中介蝮蛇毒纤溶酶基因克隆及生物信息学分析

目的：克隆中介蝮蛇(Gloydius intermedius)纤维溶解酶（Fibrinolytic enzyme，FLE）基因，分析其基因序列并对该基因的功能进行分析。材料及方法：从中介蝮蛇毒腺细胞中提取总RNA，通过RT-PCR法扩增纤溶酶基因，与pMD18-T载体连接进行TA克隆，再进行序列的测定并且对该序列进行分析。结果：扩增得到完整开放读码框在内的长为777bp的纤溶酶基因序列。结论：成功克隆了编码中介蝮蛇纤溶酶的基因序列，推导其编码的氨基酸序列。开放读码框编码258个氨基酸，含有大量疏水氨基酸。其中，前1-19位氨基酸编码信号肽；根据同源性推测，以His65、Asp110和Ser204组成纤溶酶的活性中心并高度保守；序列内含12个Cys，两两配对结合成的6个二硫键对纤溶酶的高级构型和稳定性至关重要。成功克隆中介蝮蛇毒纤溶酶基因为进一步研究该基因的遗传特征以及为该酶在原核及真核生物中的表达研究提供依据。

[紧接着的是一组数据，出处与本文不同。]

//! Archive naming convention
//!
//! Archives are always named `<sanitized-name>-<version>.<ext>` so the
//! documentation step can recover the plugin name and version from a file
//! name alone.

use once_cell::sync::Lazy;
use regex::Regex;
use serde::{Deserialize, Serialize};
use std::fmt;
use std::str::FromStr;

static ARCHIVE_NAME_RE: Lazy<Option<Regex>> =
    Lazy::new(|| Regex::new(r"^(.+)-(\d+\.\d+\.\d+.*)$").ok());

#[derive(Debug, Clone, Copy, Default, PartialEq, Eq, Hash, Serialize, Deserialize)]
pub enum ArchiveFormat {
    #[default]
    #[serde(rename = "zip")]
    Zip,
    #[serde(rename = "tar.gz")]
    TarGz,
}

impl ArchiveFormat {
    pub const fn extension(self) -> &'static str {
        match self {
            ArchiveFormat::Zip => "zip",
            ArchiveFormat::TarGz => "tar.gz",
        }
    }

    /// Detect the format from a file name
    pub fn from_file_name(file_name: &str) -> Option<Self> {
        if file_name.ends_with(".zip") {
            Some(ArchiveFormat::Zip)
        } else if file_name.ends_with(".tar.gz") || file_name.ends_with(".tgz") {
            Some(ArchiveFormat::TarGz)
        } else {
            None
        }
    }
}

impl fmt::Display for ArchiveFormat {
    fn fmt(&self, f: &mut fmt::Formatter<'_>) -> fmt::Result {
        f.write_str(self.extension())
    }
}

impl FromStr for ArchiveFormat {
    type Err = String;

    fn from_str(s: &str) -> Result<Self, Self::Err> {
        match s.trim().to_lowercase().as_str() {
            "zip" => Ok(ArchiveFormat::Zip),
            "tar.gz" | "tgz" | "targz" => Ok(ArchiveFormat::TarGz),
            other => Err(format!(
                "unsupported archive format '{}' (expected zip or tar.gz)",
                other
            )),
        }
    }
}

/// Name and version recovered from an archive file name
#[derive(Debug, Clone, PartialEq, Eq, Hash)]
pub struct ArchiveName {
    pub name: String,
    pub version: String,
}

/// Derive a safe registry/file identifier from an arbitrary name.
///
/// Lower-cases, turns whitespace into hyphens, then drops everything outside
/// `[a-z0-9-]`.
pub fn sanitize_name(input: &str) -> String {
    input
        .to_lowercase()
        .chars()
        .map(|c| if c.is_whitespace() { '-' } else { c })
        .filter(|c| c.is_ascii_lowercase() || c.is_ascii_digit() || *c == '-')
        .collect()
}

/// `<sanitized-name>-<version>.<ext>`
pub fn archive_file_name(name: &str, version: &str, format: ArchiveFormat) -> String {
    format!("{}-{}.{}", sanitize_name(name), version, format.extension())
}

/// Inverse of [`archive_file_name`]. `None` means "not one of ours, skip it".
///
/// The split is greedy on the name side, so a name that itself ends in a
/// version-shaped hyphen segment can be misattributed.
pub fn parse_archive_name(file_name: &str) -> Option<ArchiveName> {
    let stem = [".tar.gz", ".tgz", ".zip"]
        .iter()
        .find_map(|ext| file_name.strip_suffix(ext))?;

    let captures = ARCHIVE_NAME_RE.as_ref()?.captures(stem)?;
    Some(ArchiveName {
        name: captures.get(1)?.as_str().to_string(),
        version: captures.get(2)?.as_str().to_string(),
    })
}

#[cfg(test)]
mod tests {
    use super::*;

    #[test]
    fn test_sanitize_name() {
        assert_eq!(sanitize_name("My Cool Tool"), "my-cool-tool");
        assert_eq!(sanitize_name("tool_v2!"), "toolv2");
        assert_eq!(sanitize_name("Already-ok-9"), "already-ok-9");
        assert_eq!(sanitize_name(""), "");
        assert_eq!(sanitize_name("Ünïcode"), "ncode");
    }

    #[test]
    fn test_archive_file_name() {
        assert_eq!(
            archive_file_name("Demo Tool", "1.0.0", ArchiveFormat::Zip),
            "demo-tool-1.0.0.zip"
        );
        assert_eq!(
            archive_file_name("demo", "2.3.4-rc.1", ArchiveFormat::TarGz),
            "demo-2.3.4-rc.1.tar.gz"
        );
    }

    #[test]
    fn test_parse_archive_name_round_trip() {
        for (name, version) in [
            ("demo", "1.0.0"),
            ("multi-word-tool", "0.12.3"),
            ("tool-2", "1.0.0"),
            ("x", "3.0.0-beta.2+build.7"),
        ] {
            for format in [ArchiveFormat::Zip, ArchiveFormat::TarGz] {
                let file = archive_file_name(name, version, format);
                assert_eq!(
                    parse_archive_name(&file),
                    Some(ArchiveName {
                        name: name.to_string(),
                        version: version.to_string(),
                    }),
                    "round trip failed for {}",
                    file
                );
            }
        }
    }

    #[test]
    fn test_parse_archive_name_rejects_foreign_files() {
        assert_eq!(parse_archive_name("demo-1.0.0.zip.sha256"), None);
        assert_eq!(parse_archive_name("notes.txt"), None);
        assert_eq!(parse_archive_name("demo.zip"), None);
        assert_eq!(parse_archive_name("demo-latest.tar.gz"), None);
    }

    #[test]
    fn test_parse_archive_name_tgz() {
        let parsed = parse_archive_name("demo-1.2.3.tgz");
        assert_eq!(parsed.map(|p| p.version), Some("1.2.3".to_string()));
    }

    #[test]
    fn test_format_from_str() {
        assert_eq!("zip".parse::<ArchiveFormat>(), Ok(ArchiveFormat::Zip));
        assert_eq!("TAR.GZ".parse::<ArchiveFormat>(), Ok(ArchiveFormat::TarGz));
        assert!("rar".parse::<ArchiveFormat>().is_err());
    }
}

Cloning and bioinformatic analysis of fibrinolytic enzyme from Gloydius intermedius

Objective: Fibrinolytic enzyme gene of Gloydius intermedius was cloned,then analysis the gene sequence and function. Methods:Total RNA was extracted from venom cells from Gloydius intermedius,FLE gene was amplified by RT-PCR.Then it was connected to pMD18-T vector by TA cloning.At last,sequencing and analysis the gene sequence. Results:FLE gene was successfully cloned.Its length was 777bp including whole open reading frame(ORF). Conclusion:Gene sequence of FLE of Gloydius intermedius was cloned successfully and deduced the animo acid sequence.The ORF codes 258 animo acids,including lots of hydrophobic animo acids.19 animo acids is a secretory signal peptide.Based on the animo acid sequences of other fibrinolytic enzyme,the His65、Asp110 and Ser204 constitute the catalytic resduces and the frame is high identity;the whole sequence includes 12 cys what matching 6 disulfide bridges are essential to the tertiary structure and stability of FLE .Cloning the gene of FLE successfully affords basis for the research of genetic character of this gene and prokaryotic expression or eukaryotic expression.